Wolinski, Cabu, Tignous, Honoré, Elsa Cayat… Ces vies fauchées par la haine intégriste

Frédéric Boisseau, la première victime

Ceux qui l’aimaient l’appelaient Frédo. Frédéric Boisseau, 42 ans, chef d’équipe de maintenance pour la Sodexo, visitait, avec son collègue et ami Jérémy, une série de locaux dont ils allaient avoir la charge. Ils étaient dans la loge de l’immeuble de la rue Nicolas-Appert lorsque les frères Kouachi sont entrés, ont demandé où était Charlie et ont tiré sur ce salarié et père de famille que tout son entourage décrit comme très travailleur, jovial et fraternel. Premier tué, il a été le dernier enterré.

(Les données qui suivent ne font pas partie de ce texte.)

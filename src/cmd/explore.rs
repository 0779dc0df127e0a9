// Copyright 2024 The ChromiumOS Authors
//
// Use of this source code is governed by a BSD-style
// license that can be found in the LICENSE file or at
// https://developers.google.com/open-source/licenses/bsd

//! Execute a program permutating its input parameters.

use std::io::IsTerminal;
use std::path::Path;
use std::path::PathBuf;

use anyhow::bail;
use anyhow::Result;
use argh::FromArgs;
use patas::config::load_cluster;
use patas::config::load_experiment;
use patas::config::parse_address;
use patas::config::parse_number;
use patas::config::Cluster;
use patas::config::ExperimentConfig;
use patas::config::ExperimentKind;
use patas::config::Node;
use patas::config::NodeFilter;
use patas::config::Scalar;
use patas::config::TaskFilter;
use patas::config::VariableSpec;
use patas::experiment::Experiment;
use patas::scheduler::Scheduler;
use patas::util::expand_path;
use patas::util::Ui;

const DEFAULT_OUTPUT_FOLDER: &str = "./patasout";

#[derive(FromArgs, PartialEq, Debug)]
/// Execute a program permutating its input parameters over a pool of
/// workers.
#[argh(subcommand, name = "explore")]
pub struct Args {
    /// path to a cluster file (repeatable)
    #[argh(option)]
    cluster: Vec<String>,

    /// path to an experiment file (repeatable)
    #[argh(option)]
    experiment: Vec<String>,

    /// adds a node to the quick cluster, formatted as
    /// 'NAME [USER@]HOST[:PORT] [WORKERS] [TAG ...]' (repeatable)
    #[argh(option)]
    node: Vec<String>,

    /// defines a list variable, formatted as 'NAME V1 [V2 ...]'
    /// (repeatable)
    #[argh(option)]
    vl: Vec<String>,

    /// defines an arithmetic progression variable, formatted as
    /// 'NAME MIN MAX STEP' (repeatable)
    #[argh(option)]
    va: Vec<String>,

    /// defines a geometric progression variable, formatted as
    /// 'NAME MIN MAX FACTOR' (repeatable)
    #[argh(option)]
    vg: Vec<String>,

    /// number of times each combination must be executed
    #[argh(option)]
    repeat: Option<usize>,

    /// maximum number of tries for a failing task
    #[argh(option)]
    max_tries: Option<usize>,

    /// working directory for the tasks
    #[argh(option)]
    workdir: Option<String>,

    /// command to be executed; use {VAR_NAME} to substitute a variable
    /// (repeatable)
    #[argh(option)]
    cmd: Vec<String>,

    /// restricts the task ids that will run, formatted as
    /// '[EXPERIMENT:]A:B' with either bound optional (repeatable)
    #[argh(option)]
    filter_tasks: Vec<String>,

    /// runs only on nodes carrying every listed tag, formatted as
    /// 'TAG [TAG ...]'; occurrences are alternatives (repeatable)
    #[argh(option)]
    filter_nodes: Vec<String>,

    /// name of the quick experiment
    #[argh(option, default = "String::from(\"grid\")")]
    name: String,

    /// strategy of the quick experiment: grid or cdeepso
    #[argh(option, long = "type", default = "String::from(\"grid\")")]
    experiment_type: String,

    /// fitness-extraction regex of the cdeepso strategy
    #[argh(option)]
    score_pattern: Option<String>,

    /// forces tasks with a terminal marker to run again
    #[argh(switch)]
    redo: bool,

    /// skips the confirmation prompt
    #[argh(switch, short = 'y')]
    yes: bool,

    /// suppresses the per-event progress lines
    #[argh(switch, short = 'q')]
    quiet: bool,

    /// folder to store the program outputs
    #[argh(option, short = 'o', default = "String::from(DEFAULT_OUTPUT_FOLDER)")]
    output_folder: String,
}

pub fn run(args: &Args) -> Result<()> {
    let ui = Ui::new(args.quiet, std::io::stdout().is_terminal());
    let output_folder = PathBuf::from(expand_path(&args.output_folder)?);

    let mut configs = create_experiments(args)?;
    if configs.is_empty() {
        bail!("Nothing to explore. Provide --cmd, a variable, or --experiment.");
    }
    let task_filters = create_task_filters(args)?;
    assign_task_filters(&mut configs, task_filters)?;

    let experiments = configs
        .into_iter()
        .enumerate()
        .map(|(id, config)| Experiment::new(id, config, &output_folder))
        .collect::<Result<Vec<Experiment>>>()?;

    let clusters = create_clusters(args)?;
    let node_filters: Vec<NodeFilter> = args
        .filter_nodes
        .iter()
        .map(|spec| spec.split_whitespace().map(str::to_string).collect())
        .collect();

    Scheduler::new(
        output_folder,
        node_filters,
        args.yes,
        experiments,
        clusters,
        ui,
    )
    .start()
}

/// Builds the quick experiment from the flags (when any is given) and
/// appends the file-loaded ones.
fn create_experiments(args: &Args) -> Result<Vec<ExperimentConfig>> {
    let mut configs = Vec::new();

    let vars = create_variables(args)?;
    if !args.cmd.is_empty() || !vars.is_empty() {
        let config = ExperimentConfig {
            name: args.name.clone(),
            kind: args.experiment_type.parse::<ExperimentKind>()?,
            workdir: args.workdir.clone(),
            cmd: args.cmd.clone(),
            repeat: args.repeat.unwrap_or(1),
            max_tries: args.max_tries.unwrap_or(3),
            redo_tasks: args.redo,
            vars,
            score_pattern: args.score_pattern.clone(),
            task_filters: Vec::new(),
        };
        config.validate()?;
        configs.push(config);
    }

    for filepath in &args.experiment {
        let mut config = load_experiment(Path::new(filepath))?;
        if args.redo {
            config.redo_tasks = true;
        }
        configs.push(config);
    }

    for (i, a) in configs.iter().enumerate() {
        for b in configs.iter().skip(i + 1) {
            if a.name == b.name {
                bail!("Two experiments share the name {}", a.name);
            }
        }
    }
    Ok(configs)
}

fn create_variables(args: &Args) -> Result<Vec<VariableSpec>> {
    let mut vars = Vec::new();
    for spec in &args.vl {
        let tokens: Vec<&str> = spec.split_whitespace().collect();
        if tokens.len() < 2 {
            bail!("--vl expects 'NAME V1 [V2 ...]', got: {spec}");
        }
        vars.push(VariableSpec::List {
            name: tokens[0].to_string(),
            values: tokens[1..]
                .iter()
                .map(|t| Scalar::Str(t.to_string()))
                .collect(),
        });
    }
    for spec in &args.va {
        let tokens: Vec<&str> = spec.split_whitespace().collect();
        let &[name, min, max, step] = tokens.as_slice() else {
            bail!("--va expects 'NAME MIN MAX STEP', got: {spec}");
        };
        vars.push(VariableSpec::Arithmetic {
            name: name.to_string(),
            min: parse_number(min)?,
            max: parse_number(max)?,
            step: parse_number(step)?,
        });
    }
    for spec in &args.vg {
        let tokens: Vec<&str> = spec.split_whitespace().collect();
        let &[name, min, max, factor] = tokens.as_slice() else {
            bail!("--vg expects 'NAME MIN MAX FACTOR', got: {spec}");
        };
        vars.push(VariableSpec::Geometric {
            name: name.to_string(),
            min: parse_number(min)?,
            max: parse_number(max)?,
            factor: parse_number(factor)?,
        });
    }
    Ok(vars)
}

fn create_task_filters(args: &Args) -> Result<Vec<TaskFilter>> {
    let mut filters = Vec::new();
    for spec in &args.filter_tasks {
        for token in spec.split_whitespace() {
            filters.push(TaskFilter::parse(token)?);
        }
    }
    Ok(filters)
}

/// A bare `A:B` applies to every experiment; `NAME:A:B` only to the one
/// with that name.
fn assign_task_filters(
    configs: &mut [ExperimentConfig],
    filters: Vec<TaskFilter>,
) -> Result<()> {
    for filter in &filters {
        if let Some(name) = &filter.experiment {
            if !configs.iter().any(|c| &c.name == name) {
                bail!("--filter-tasks references an unknown experiment: {name}");
            }
        }
    }
    for config in configs.iter_mut() {
        config.task_filters = filters
            .iter()
            .filter(|f| match &f.experiment {
                Some(name) => name == &config.name,
                None => true,
            })
            .cloned()
            .collect();
    }
    Ok(())
}

fn create_clusters(args: &Args) -> Result<Vec<Cluster>> {
    let mut clusters = Vec::new();
    for filepath in &args.cluster {
        clusters.push(load_cluster(Path::new(filepath))?);
    }

    if !args.node.is_empty() {
        let mut nodes = Vec::new();
        for spec in &args.node {
            nodes.push(parse_node(spec)?);
        }
        clusters.push(Cluster {
            name: "cluster".to_string(),
            nodes,
        });
    }

    // With no cluster at all, run on the local machine with one worker
    // per logical CPU.
    if clusters.is_empty() {
        clusters.push(Cluster {
            name: "cluster".to_string(),
            nodes: vec![Node {
                name: "localhost".to_string(),
                hostname: "localhost".to_string(),
                user: None,
                port: 22,
                private_key: None,
                workers: num_cpus::get(),
                tags: Vec::new(),
            }],
        });
    }
    Ok(clusters)
}

fn parse_node(spec: &str) -> Result<Node> {
    let tokens: Vec<&str> = spec.split_whitespace().collect();
    if tokens.len() < 2 {
        bail!("--node expects 'NAME [USER@]HOST[:PORT] [WORKERS] [TAG ...]', got: {spec}");
    }
    let (user, hostname, port) = parse_address(tokens[1])?;
    let (workers, tags_from) = match tokens.get(2).map(|t| t.parse::<usize>()) {
        Some(Ok(workers)) => (workers, 3),
        _ => (1, 2),
    };
    if workers == 0 {
        bail!("--node {spec}: workers must be at least 1");
    }
    let tags = tokens
        .get(tags_from..)
        .unwrap_or(&[])
        .iter()
        .map(|t| t.to_string())
        .collect();
    Ok(Node {
        name: tokens[0].to_string(),
        hostname,
        user,
        port: port.unwrap_or(22),
        private_key: None,
        workers,
        tags,
    })
}
#[cfg(test)]
mod tests {
    use super::*;
    use pretty_assertions::assert_eq;

    fn args(overrides: impl FnOnce(&mut Args)) -> Args {
        let mut args = Args {
            cluster: Vec::new(),
            experiment: Vec::new(),
            node: Vec::new(),
            vl: Vec::new(),
            va: Vec::new(),
            vg: Vec::new(),
            repeat: None,
            max_tries: None,
            workdir: None,
            cmd: Vec::new(),
            filter_tasks: Vec::new(),
            filter_nodes: Vec::new(),
            name: "grid".to_string(),
            experiment_type: "grid".to_string(),
            score_pattern: None,
            redo: false,
            yes: false,
            quiet: true,
            output_folder: DEFAULT_OUTPUT_FOLDER.to_string(),
        };
        overrides(&mut args);
        args
    }

    #[test]
    fn quick_experiment_from_flags() {
        let args = args(|a| {
            a.cmd = vec!["echo {n}".to_string()];
            a.vl = vec!["n 1 2 3".to_string()];
            a.repeat = Some(2);
            a.max_tries = Some(5);
        });
        let configs = create_experiments(&args).unwrap();
        assert_eq!(configs.len(), 1);
        let config = &configs[0];
        assert_eq!(config.name, "grid");
        assert_eq!(config.repeat, 2);
        assert_eq!(config.max_tries, 5);
        assert_eq!(config.vars.len(), 1);
        assert_eq!(config.vars[0].materialize().unwrap().values, vec!["1", "2", "3"]);
    }

    #[test]
    fn no_flags_mean_no_experiments() {
        let args = args(|_| {});
        assert!(create_experiments(&args).unwrap().is_empty());
    }

    #[test]
    fn progression_variables_parse() {
        let args = args(|a| {
            a.cmd = vec!["echo {a} {g}".to_string()];
            a.va = vec!["a 0 10 2".to_string()];
            a.vg = vec!["g 1 32 2".to_string()];
        });
        let configs = create_experiments(&args).unwrap();
        let vars = &configs[0].vars;
        assert_eq!(vars[0].materialize().unwrap().values, vec!["0", "2", "4", "6", "8"]);
        assert_eq!(
            vars[1].materialize().unwrap().values,
            vec!["1", "2", "4", "8", "16"]
        );
    }

    #[test]
    fn malformed_variable_flags_fail() {
        let args = args(|a| {
            a.cmd = vec!["echo".to_string()];
            a.va = vec!["a 0 10".to_string()];
        });
        assert!(create_experiments(&args).is_err());
    }

    #[test]
    fn named_task_filter_applies_to_one_experiment() {
        let alpha = create_experiments(&args(|a| {
            a.cmd = vec!["echo a".to_string()];
            a.name = "alpha".to_string();
        }))
        .unwrap();
        let beta = create_experiments(&args(|a| {
            a.cmd = vec!["echo b".to_string()];
            a.name = "beta".to_string();
        }))
        .unwrap();
        let mut configs: Vec<ExperimentConfig> =
            alpha.into_iter().chain(beta).collect();
        let filters = vec![
            TaskFilter::parse("0:5").unwrap(),
            TaskFilter::parse("beta:7:9").unwrap(),
        ];
        assign_task_filters(&mut configs, filters).unwrap();
        assert_eq!(configs[0].task_filters.len(), 1);
        assert_eq!(configs[1].task_filters.len(), 2);
    }

    #[test]
    fn unknown_filter_experiment_fails() {
        let mut configs = create_experiments(&args(|a| {
            a.cmd = vec!["echo a".to_string()];
        }))
        .unwrap();
        let filters = vec![TaskFilter::parse("nope:0:5").unwrap()];
        assert!(assign_task_filters(&mut configs, filters).is_err());
    }

    #[test]
    fn node_spec_parses() {
        let node = parse_node("big exp@big.example.com:2222 8 gpu fast").unwrap();
        assert_eq!(node.name, "big");
        assert_eq!(node.hostname, "big.example.com");
        assert_eq!(node.user.as_deref(), Some("exp"));
        assert_eq!(node.port, 2222);
        assert_eq!(node.workers, 8);
        assert_eq!(node.tags, vec!["gpu", "fast"]);

        let node = parse_node("small 10.0.0.7").unwrap();
        assert_eq!(node.port, 22);
        assert_eq!(node.workers, 1);
        assert!(node.tags.is_empty());

        // A non-numeric third token is a tag, not a worker count.
        let node = parse_node("tagged host gpu").unwrap();
        assert_eq!(node.workers, 1);
        assert_eq!(node.tags, vec!["gpu"]);

        assert!(parse_node("lonely").is_err());
    }

    #[test]
    fn default_cluster_uses_the_local_machine() {
        let clusters = create_clusters(&args(|_| {})).unwrap();
        assert_eq!(clusters.len(), 1);
        assert_eq!(clusters[0].nodes.len(), 1);
        assert!(clusters[0].nodes[0].is_local());
        assert!(clusters[0].nodes[0].workers >= 1);
    }
}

Tignous, « un vrai gentil »

Lorsque Tignous dessinait un personnage qu’il abhorrait, grand patron, ténor de droite, intégriste de tout poil, il l’entourait de mouches pour mieux le tacler. Toute son œuvre, à la fois irrévérencieuse et d’une grande sensibilité, témoigne de ses convictions et de ses engagements. Tignous, Bernard Verlhac pour l’état civil, venait d’un milieu ouvrier. Formé à l’École Boulle, il n’a jamais oublié ses origines modestes et s’est employé, toute son existence, à aider ses jeunes confrères et à intervenir dans les écoles.

Journaliste politique, homme de conviction, il avait le projet, confiait à l’Humanité son épouse Chloé Verlhac, de travailler sur les tribunaux des prud’hommes et sur les femmes battues, « parce que ça le dépassait ». Il a dessiné pour de nombreux titres, dont l’Humanité dimanche, pendant la décennie 1990, et Marianne. Il était, de l’avis général, « un vrai gentil ». Tignous mettait aussi un point d’honneur à être, de longue date, le délégué syndical de Charlie Hebdo. Fauché par les terroristes à l’âge de 57 ans, il était père de quatre enfants.

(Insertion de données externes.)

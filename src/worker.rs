// Copyright 2024 The ChromiumOS Authors
//
// Use of this source code is governed by a BSD-style
// license that can be found in the LICENSE file or at
// https://developers.google.com/open-source/licenses/bsd

//! A worker owns one executor and processes one task at a time. It talks
//! to the scheduler exclusively through two channels: commands in, events
//! out. Tasks cross the channels by value, so a worker only ever mutates
//! its own copy.

use std::collections::BTreeMap;
use std::sync::mpsc;
use std::sync::mpsc::Receiver;
use std::sync::mpsc::Sender;
use std::thread;
use std::thread::JoinHandle;

use anyhow::Context;
use anyhow::Result;
use chrono::Local;
use tracing::debug;
use tracing::error;

use crate::config::Node;
use crate::executor::Executor;
use crate::task::Attempt;
use crate::task::Task;

pub enum WorkerCommand {
    Execute(Box<Task>),
    Terminate,
}

pub enum SchedulerEvent {
    Ready { worker: usize },
    Finished { worker: usize, task: Box<Task> },
    Ended { worker: usize },
}

/// Handle held by the scheduler: worker identity, its node, the fixed part
/// of the per-task environment, and the channel into the worker thread.
pub struct Worker {
    id_in_lab: usize,
    node: Node,
    env_variables: BTreeMap<String, String>,
    commands: Option<Sender<WorkerCommand>>,
    handle: Option<JoinHandle<()>>,
}
impl Worker {
    pub fn new(id_in_lab: usize, node: Node, env_variables: BTreeMap<String, String>) -> Self {
        Worker {
            id_in_lab,
            node,
            env_variables,
            commands: None,
            handle: None,
        }
    }
    pub fn id(&self) -> usize {
        self.id_in_lab
    }
    pub fn node_name(&self) -> &str {
        &self.node.name
    }
    pub fn start(&mut self, events: Sender<SchedulerEvent>) -> Result<()> {
        let (tx, rx) = mpsc::channel();
        let id = self.id_in_lab;
        let node = self.node.clone();
        let env = self.env_variables.clone();
        let handle = thread::Builder::new()
            .name(format!("worker-{id}"))
            .spawn(move || worker_loop(id, node, env, rx, events))
            .context("Failed to spawn worker thread")?;
        self.commands = Some(tx);
        self.handle = Some(handle);
        Ok(())
    }
    pub fn send(&self, command: WorkerCommand) -> Result<()> {
        self.commands
            .as_ref()
            .context("Worker was not started")?
            .send(command)
            .map_err(|_| anyhow::anyhow!("Worker {} is gone", self.id_in_lab))
    }
    pub fn join(&mut self) {
        if let Some(handle) = self.handle.take() {
            let _ = handle.join();
        }
    }
}

fn worker_loop(
    id: usize,
    node: Node,
    env: BTreeMap<String, String>,
    commands: Receiver<WorkerCommand>,
    events: Sender<SchedulerEvent>,
) {
    let mut executor = match Executor::start(&node) {
        Ok(executor) => executor,
        Err(e) => {
            error!("Worker {id} could not bring up its executor: {e:?}");
            let _ = events.send(SchedulerEvent::Ended { worker: id });
            return;
        }
    };
    if events.send(SchedulerEvent::Ready { worker: id }).is_err() {
        return;
    }
    loop {
        // A closed channel means the scheduler unwound; leave silently.
        let Ok(command) = commands.recv() else {
            return;
        };
        match command {
            WorkerCommand::Execute(mut task) => {
                debug!("Worker {id} executes task {} of {}", task.task_id, task.experiment_name);
                execute_task(&mut executor, &env, &mut task);
                if events
                    .send(SchedulerEvent::Finished { worker: id, task })
                    .is_err()
                {
                    return;
                }
                if !executor.is_alive() {
                    executor = match Executor::start(&node) {
                        Ok(executor) => executor,
                        Err(e) => {
                            error!("Worker {id} could not rebuild its executor: {e:?}");
                            let _ = events.send(SchedulerEvent::Ended { worker: id });
                            return;
                        }
                    };
                }
                if events.send(SchedulerEvent::Ready { worker: id }).is_err() {
                    return;
                }
            }
            WorkerCommand::Terminate => break,
        }
    }
    let _ = events.send(SchedulerEvent::Ended { worker: id });
}

/// Runs the task once and appends the attempt record. The environment
/// snapshot recorded on the attempt is exactly the set exported into the
/// shell.
fn execute_task(executor: &mut Executor, base_env: &BTreeMap<String, String>, task: &mut Task) {
    let mut env = base_env.clone();
    env.insert("PATAS_WORK_DIR".to_string(), task.work_dir.clone());
    env.insert("PATAS_ATTEMPT".to_string(), (task.tries + 1).to_string());
    for (name, value) in &task.combination {
        env.insert(format!("PATAS_VAR_{name}"), value.clone());
    }

    let mut initrc = vec!["set -e".to_string()];
    if !task.work_dir.is_empty() {
        initrc.push(format!("cd \"{}\"", task.work_dir));
    }
    for (key, value) in &env {
        initrc.push(format!("export {key}=\"{value}\""));
    }

    let started_at = Local::now();
    let outcome = executor.execute(&initrc, &task.commands);
    let ended_at = Local::now();
    let duration = (ended_at - started_at).num_milliseconds() as f64 / 1000.0;

    task.success = outcome.ok;
    task.attempts.push(Attempt {
        env_variables: env,
        started_at,
        ended_at,
        duration,
        status: outcome.status,
        stdout: outcome.stdout.unwrap_or_default(),
    });
}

Wolinski, l’acuité du regard derrière la bonhomie

L’humour, ce n’est pas méchant. C’est juste une façon de voir le monde et de ne pas croire tout ce qu’on nous raconte », expliquait Georges Wolinski, en janvier 2011 dans l’Humanité. Lui a passé sa vie à dessiner, avec une sacrée insolence, de Charlie Hebdo à Action en passant par l’Humanité et Paris Match. L’acuité de son regard sur le système capitaliste rend ses dessins, aujourd’hui encore, d’une cruelle actualité.

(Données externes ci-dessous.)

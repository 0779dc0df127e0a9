// Copyright 2024 The ChromiumOS Authors
//
// Use of this source code is governed by a BSD-style
// license that can be found in the LICENSE file or at
// https://developers.google.com/open-source/licenses/bsd

//! Drives a run: prints the pre-run summary, guards the output folder
//! against configuration drift, builds the worker fleet, dispatches tasks
//! until todo and doing drain, retries failures, and releases the workers.

use std::collections::BTreeMap;
use std::fs;
use std::io::Write;
use std::path::PathBuf;
use std::sync::atomic::AtomicBool;
use std::sync::atomic::Ordering;
use std::sync::mpsc;
use std::sync::mpsc::Receiver;
use std::sync::mpsc::RecvTimeoutError;
use std::sync::Arc;
use std::time::Duration;

use anyhow::bail;
use anyhow::Context;
use anyhow::Result;
use chrono::Local;
use tracing::debug;

use crate::config::node_matches;
use crate::config::Cluster;
use crate::config::NodeFilter;
use crate::experiment::Experiment;
use crate::experiment::TaskSink;
use crate::task::Task;
use crate::util::estimate;
use crate::util::human_time;
use crate::util::Ui;
use crate::worker::SchedulerEvent;
use crate::worker::Worker;
use crate::worker::WorkerCommand;

const QUEUE_POLL_INTERVAL: Duration = Duration::from_millis(100);

/// Queue containers of one run. Only the scheduler loop touches them.
/// `todo` is a LIFO: the most recently pushed task is dispatched next.
#[derive(Default)]
struct RunState {
    todo: Vec<Task>,
    doing: Vec<Task>,
    done: Vec<Task>,
    given_up: Vec<Task>,
    filtered: Vec<Task>,
    idle: Vec<usize>,
    ended: Vec<usize>,
}
impl TaskSink for RunState {
    fn push_todo(&mut self, task: Task) {
        self.todo.push(task);
    }
    fn push_done(&mut self, task: Task) {
        self.done.push(task);
    }
    fn push_filtered(&mut self, task: Task) {
        self.filtered.push(task);
    }
}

Comme celui-ci, où un banquier réjoui compte ses billets en clamant : « Quelle année ! Je n’ai jamais eu mon coffre aussi plein », pendant que, de l’autre côté de l’image, une mère et sa fille se désolent devant leur réfrigérateur : « Quelle année, je n’ai jamais eu mon frigo aussi vide. »

Il a aussi réalisé des ouvrages autobiographiques, de l’enfance à Tunis aux petits boulots à Paris, avant la notoriété. Il a également beaucoup dessiné les femmes, en petite tenue, en se donnant toujours le mauvais rôle. Wolinski, qui cachait une vraie noirceur derrière la légèreté de ses dessins, a été exécuté par les frères Kouachi à l’âge de 80 ans.

Cabu, pourfendeur des travers de notre société

Cabu dessinait tout le temps. Dans la poche de son pantalon, Jean Cabut avait toujours un crayon et un carnet, sur lequel il croquait, à l’aveugle mais avec infiniment de justesse, ses contemporains. Ce fils de professeurs, à la coupe improbable et au regard malicieux derrière ses lunettes rondes, est né à Châlons-sur-Marne (aujourd’hui Châlons-en-Champagne, dans la Marne).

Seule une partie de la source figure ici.